The Life Sciences selection committee’s citation noted Dulac’s work “deconstructing the complex behavior of parenting to the level of cell-types and their wiring, and demonstrating that the neural circuits governing both male and female-specific parenting behaviors are present in both sexes.”
Dulac and the other newly minted Breakthrough Prize laureates will be honored with a ceremony in the fall of 2021. Details are yet to be determined.
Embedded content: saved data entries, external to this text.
//! # Generate Subcommand
//!
//! Reads a trip file, runs the generator and prints the list as a plain-text
//! checklist or as JSON.
//!
//! With `--diagnostics`, unrecognized identifiers are included in the output:
//! as a `DIAGNOSTICS` block for text, or as a `{ "list", "diagnostics" }`
//! envelope for JSON. With `--fingerprint`, the list digest is printed after
//! the list so hosts can detect whether a regeneration changed anything.

use std::path::{Path, PathBuf};

use anyhow::{Context, Result};
use clap::{Args, ValueEnum};

use packwise_generator::{to_checklist, Generation};

/// Output format for generated lists.
#[derive(Debug, Clone, Copy, PartialEq, Eq, Default, ValueEnum)]
pub enum OutputFormat {
    /// Plain-text checklist.
    #[default]
    Text,
    /// Pretty-printed JSON.
    Json,
}

/// Arguments for the `packwise generate` subcommand.
#[derive(Args, Debug)]
pub struct GenerateArgs {
    /// Trip file (YAML or JSON).
    #[arg(value_name = "TRIP_FILE")]
    pub trip: PathBuf,

    /// Output format.
    #[arg(long, value_enum, default_value = "text")]
    pub format: OutputFormat,

    /// Include diagnostics for unrecognized identifiers.
    #[arg(long)]
    pub diagnostics: bool,

    /// Print the list fingerprint.
    #[arg(long)]
    pub fingerprint: bool,

    /// Write the output to a file instead of stdout.
    #[arg(long, short)]
    pub output: Option<PathBuf>,
}

/// Execute the generate subcommand.
///
/// Returns exit code 0; invalid trips surface as errors.
pub fn run_generate(args: &GenerateArgs, config_path: Option<&Path>) -> Result<u8> {
    let generator = crate::load_generator(config_path)?;
    let context = crate::load_trip(&args.trip)?;
    let generation = generator
        .generate_with_report(&context)
        .with_context(|| format!("cannot generate a list for {}", args.trip.display()))?;

    for diagnostic in &generation.diagnostics {
        tracing::warn!(%diagnostic, "trip contains an unusable identifier");
    }

    let rendered = render(&generation, args.format, args.diagnostics, args.fingerprint)?;
    match &args.output {
        Some(path) => {
            std::fs::write(path, format!("{rendered}\n"))
                .with_context(|| format!("failed to write {}", path.display()))?;
            tracing::info!(
                path = %path.display(),
                items = generation.list.total_items(),
                "packing list written"
            );
        }
        None => println!("{rendered}"),
    }
    Ok(0)
}

/// Render a generation in the requested format.
pub fn render(
    generation: &Generation,
    format: OutputFormat,
    with_diagnostics: bool,
    with_fingerprint: bool,
) -> Result<String> {
    let mut out = match format {
        OutputFormat::Json if with_diagnostics => serde_json::to_string_pretty(generation)?,
        OutputFormat::Json => serde_json::to_string_pretty(&generation.list)?,
        OutputFormat::Text => {
            let mut text = to_checklist(&generation.list);
            if with_diagnostics && !generation.diagnostics.is_empty() {
                text.push_str("\n\nDIAGNOSTICS");
                for diagnostic in &generation.diagnostics {
                    text.push_str(&format!("\n- {diagnostic}"));
                }
            }
            text
        }
    };
    if with_fingerprint {
        let fingerprint = generation
            .list
            .fingerprint()
            .context("failed to fingerprint packing list")?;
        out.push_str(&format!("\n{fingerprint}"));
    }
    Ok(out)
}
In the meantime, MCB faculty are celebrating from a distance. “I am elated to see Catherine win the Breakthrough Prize!” says MCB faculty and Director of the Center for Brain Science Venkatesh Murthy. “Her work on the neurobiological bases of social behaviors has been ground breaking. She and her group have taken complex behaviors that are organized in hierarchies spanning minutes to days, and broken them down to manageable bits that can be studied with modern neurobiological tools. The results are revelatory. On behalf of the Center for Brain Science, I congratulate Catherine on this richly deserved recognition.”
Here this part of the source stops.